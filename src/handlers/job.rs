// src/handlers/job.rs

use axum::{
    Extension, Json,
    extract::{Path, Query, State},
    http::StatusCode,
    response::IntoResponse,
};
use serde_json::json;
use sqlx::{PgPool, Postgres, QueryBuilder, types::Json as SqlJson};
use validator::Validate;

use crate::{
    config::Config,
    error::AppError,
    models::{
        assessment::{
            ASSESSMENT_COLUMNS, Assessment, AssessmentSummary, CreateAssessmentRequest,
            validate_questions,
        },
        job::{
            CreateJobRequest, JOB_COLUMNS, JOB_FROM, Job, JobListParams, MAX_REQUIRED_SKILLS,
            UpdateJobRequest,
        },
        skill::SkillRequirement,
    },
    utils::{html::clean_html, jwt::Claims},
};

pub(crate) async fn fetch_job(pool: &PgPool, id: i64) -> Result<Job, AppError> {
    sqlx::query_as::<_, Job>(&format!("SELECT {} {} WHERE j.id = $1", JOB_COLUMNS, JOB_FROM))
        .bind(id)
        .fetch_optional(pool)
        .await?
        .ok_or(AppError::NotFound("Job not found".to_string()))
}

/// Loads a job the calling company must own.
pub(crate) async fn fetch_owned_job(
    pool: &PgPool,
    id: i64,
    claims: &Claims,
) -> Result<Job, AppError> {
    let job = fetch_job(pool, id).await?;
    if job.company_id != claims.user_id()? {
        return Err(AppError::Forbidden("You do not own this job".to_string()));
    }
    Ok(job)
}

pub(crate) async fn fetch_job_assessment(
    pool: &PgPool,
    job_id: i64,
) -> Result<Option<Assessment>, AppError> {
    let assessment = sqlx::query_as::<_, Assessment>(&format!(
        "SELECT {} FROM assessments WHERE job_id = $1",
        ASSESSMENT_COLUMNS
    ))
    .bind(job_id)
    .fetch_optional(pool)
    .await?;
    Ok(assessment)
}

fn check_skill_count(skills: &[SkillRequirement]) -> Result<(), AppError> {
    if skills.len() > MAX_REQUIRED_SKILLS {
        return Err(AppError::BadRequest(format!(
            "A job can list at most {} required skills",
            MAX_REQUIRED_SKILLS
        )));
    }
    Ok(())
}

/// Lists open jobs, newest first.
///
/// Filters: `q` (title keyword), `job_type`, `location` (substring), `remote`.
pub async fn list_jobs(
    State(pool): State<PgPool>,
    Query(params): Query<JobListParams>,
) -> Result<impl IntoResponse, AppError> {
    let limit = params.limit.unwrap_or(20).clamp(1, 100);
    let offset = params.offset.unwrap_or(0).max(0);

    let mut builder: QueryBuilder<Postgres> = QueryBuilder::new("SELECT ");
    builder.push(JOB_COLUMNS).push(JOB_FROM).push(" WHERE j.status = 'open'");

    if let Some(q) = params.q.as_deref().map(str::trim).filter(|q| !q.is_empty()) {
        builder.push(" AND j.title ILIKE ").push_bind(format!("%{}%", q));
    }
    if let Some(job_type) = params.job_type {
        builder.push(" AND j.job_type = ").push_bind(job_type);
    }
    if let Some(location) = params.location.as_deref().map(str::trim).filter(|l| !l.is_empty()) {
        builder.push(" AND j.location ILIKE ").push_bind(format!("%{}%", location));
    }
    if let Some(remote) = params.remote {
        builder.push(" AND j.is_remote = ").push_bind(remote);
    }

    builder
        .push(" ORDER BY j.created_at DESC, j.id DESC LIMIT ")
        .push_bind(limit)
        .push(" OFFSET ")
        .push_bind(offset);

    let jobs = builder
        .build_query_as::<Job>()
        .fetch_all(&pool)
        .await
        .map_err(|e| {
            tracing::error!("Failed to list jobs: {:?}", e);
            AppError::InternalServerError(e.to_string())
        })?;

    Ok(Json(jobs))
}

/// The calling company's jobs, closed ones included.
pub async fn list_my_jobs(
    State(pool): State<PgPool>,
    Extension(claims): Extension<Claims>,
) -> Result<impl IntoResponse, AppError> {
    let jobs = sqlx::query_as::<_, Job>(&format!(
        "SELECT {} {} WHERE j.company_id = $1 ORDER BY j.created_at DESC, j.id DESC",
        JOB_COLUMNS, JOB_FROM
    ))
    .bind(claims.user_id()?)
    .fetch_all(&pool)
    .await?;

    Ok(Json(jobs))
}

/// Job detail plus a summary of its custom assessment, if any.
pub async fn get_job(
    State(pool): State<PgPool>,
    Path(id): Path<i64>,
) -> Result<impl IntoResponse, AppError> {
    let job = fetch_job(&pool, id).await?;
    let assessment = fetch_job_assessment(&pool, id).await?;

    Ok(Json(json!({
        "job": job,
        "assessment": assessment.as_ref().map(AssessmentSummary::from),
    })))
}

/// Posts a new job for the calling company.
pub async fn create_job(
    State(pool): State<PgPool>,
    Extension(claims): Extension<Claims>,
    Json(payload): Json<CreateJobRequest>,
) -> Result<impl IntoResponse, AppError> {
    payload.validate()?;
    check_skill_count(&payload.required_skills)?;
    let company_id = claims.user_id()?;

    let id: i64 = sqlx::query_scalar(
        r#"
        INSERT INTO jobs
            (company_id, title, description, location, is_remote, job_type, required_skills)
        VALUES ($1, $2, $3, $4, $5, $6, $7)
        RETURNING id
        "#,
    )
    .bind(company_id)
    .bind(payload.title.trim())
    .bind(clean_html(&payload.description))
    .bind(payload.location.trim())
    .bind(payload.is_remote)
    .bind(&payload.job_type)
    .bind(SqlJson(&payload.required_skills))
    .fetch_one(&pool)
    .await
    .map_err(|e| {
        tracing::error!("Failed to create job: {:?}", e);
        AppError::InternalServerError(e.to_string())
    })?;

    tracing::info!(job_id = id, company_id, "Job posted");
    Ok((StatusCode::CREATED, Json(json!({"id": id}))))
}

/// Edits a job. Only present fields change.
pub async fn update_job(
    State(pool): State<PgPool>,
    Extension(claims): Extension<Claims>,
    Path(id): Path<i64>,
    Json(payload): Json<UpdateJobRequest>,
) -> Result<impl IntoResponse, AppError> {
    payload.validate()?;
    if let Some(skills) = &payload.required_skills {
        check_skill_count(skills)?;
    }
    fetch_owned_job(&pool, id, &claims).await?;

    if payload.is_empty() {
        return Ok(StatusCode::OK);
    }

    let mut builder: QueryBuilder<Postgres> = QueryBuilder::new("UPDATE jobs SET updated_at = NOW()");

    if let Some(title) = payload.title {
        builder.push(", title = ").push_bind(title.trim().to_string());
    }
    if let Some(description) = payload.description {
        builder.push(", description = ").push_bind(clean_html(&description));
    }
    if let Some(location) = payload.location {
        builder.push(", location = ").push_bind(location.trim().to_string());
    }
    if let Some(is_remote) = payload.is_remote {
        builder.push(", is_remote = ").push_bind(is_remote);
    }
    if let Some(job_type) = payload.job_type {
        builder.push(", job_type = ").push_bind(job_type);
    }
    if let Some(skills) = payload.required_skills {
        builder.push(", required_skills = ").push_bind(SqlJson(skills));
    }
    if let Some(status) = payload.status {
        builder.push(", status = ").push_bind(status);
    }

    builder.push(" WHERE id = ").push_bind(id);

    builder.build().execute(&pool).await.map_err(|e| {
        tracing::error!("Failed to update job: {:?}", e);
        AppError::InternalServerError(e.to_string())
    })?;

    Ok(StatusCode::OK)
}

/// Deletes a job with its applications and custom assessment.
pub async fn delete_job(
    State(pool): State<PgPool>,
    Extension(claims): Extension<Claims>,
    Path(id): Path<i64>,
) -> Result<impl IntoResponse, AppError> {
    fetch_owned_job(&pool, id, &claims).await?;

    sqlx::query("DELETE FROM jobs WHERE id = $1")
        .bind(id)
        .execute(&pool)
        .await
        .map_err(|e| {
            tracing::error!("Failed to delete job: {:?}", e);
            AppError::InternalServerError(e.to_string())
        })?;

    tracing::info!(job_id = id, "Job deleted");
    Ok(StatusCode::NO_CONTENT)
}

/// Attaches a custom assessment to a job, or replaces it.
///
/// Job assessments are published immediately. Once anyone has submitted one,
/// its questions are frozen and replacing it is a conflict.
pub async fn put_job_assessment(
    State(pool): State<PgPool>,
    State(config): State<Config>,
    Extension(claims): Extension<Claims>,
    Path(job_id): Path<i64>,
    Json(payload): Json<CreateAssessmentRequest>,
) -> Result<impl IntoResponse, AppError> {
    payload.validate()?;
    validate_questions(&payload.questions)?;
    fetch_owned_job(&pool, job_id, &claims).await?;

    let passing_score = payload.passing_score.unwrap_or(config.default_passing_score);
    let existing = fetch_job_assessment(&pool, job_id).await?;

    let (status, id) = match existing {
        Some(current) => {
            // Submissions hold a shared lock on the row while grading, so
            // taking it here means the check below sees every committed result.
            let mut tx = pool.begin().await?;
            sqlx::query("SELECT id FROM assessments WHERE id = $1 FOR UPDATE")
                .bind(current.id)
                .execute(&mut *tx)
                .await?;

            let replaced = sqlx::query(
                r#"
                UPDATE assessments
                SET title = $1, description = $2, time_limit_minutes = $3,
                    passing_score = $4, questions = $5
                WHERE id = $6
                  AND NOT EXISTS (SELECT 1 FROM assessment_results WHERE assessment_id = $6)
                "#,
            )
            .bind(&payload.title)
            .bind(&payload.description)
            .bind(payload.time_limit_minutes)
            .bind(passing_score)
            .bind(SqlJson(&payload.questions))
            .bind(current.id)
            .execute(&mut *tx)
            .await?;

            if replaced.rows_affected() == 0 {
                return Err(AppError::Conflict(
                    "Assessment already has submissions and cannot be replaced".to_string(),
                ));
            }
            tx.commit().await?;

            (StatusCode::OK, current.id)
        }
        None => {
            let id: i64 = sqlx::query_scalar(
                r#"
                INSERT INTO assessments
                    (title, description, job_id, time_limit_minutes, passing_score,
                     questions, is_published, created_by)
                VALUES ($1, $2, $3, $4, $5, $6, TRUE, $7)
                RETURNING id
                "#,
            )
            .bind(&payload.title)
            .bind(&payload.description)
            .bind(job_id)
            .bind(payload.time_limit_minutes)
            .bind(passing_score)
            .bind(SqlJson(&payload.questions))
            .bind(claims.user_id()?)
            .fetch_one(&pool)
            .await
            .map_err(|e| {
                tracing::error!("Failed to create job assessment: {:?}", e);
                AppError::from(e)
            })?;

            (StatusCode::CREATED, id)
        }
    };

    tracing::info!(job_id, assessment_id = id, "Job assessment saved");
    Ok((status, Json(json!({"id": id}))))
}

════════════════════

Description of the task: An exact copy of the lines above, from the one containing "validate_questions(&payload.questions)?;" through the one containing "let mut tx = pool.begin().await?;", is the whole of the answer.

Response to the task:
    validate_questions(&payload.questions)?;
    fetch_owned_job(&pool, job_id, &claims).await?;

    let passing_score = payload.passing_score.unwrap_or(config.default_passing_score);
    let existing = fetch_job_assessment(&pool, job_id).await?;

    let (status, id) = match existing {
        Some(current) => {
            // Submissions hold a shared lock on the row while grading, so
            // taking it here means the check below sees every committed result.
            let mut tx = pool.begin().await?;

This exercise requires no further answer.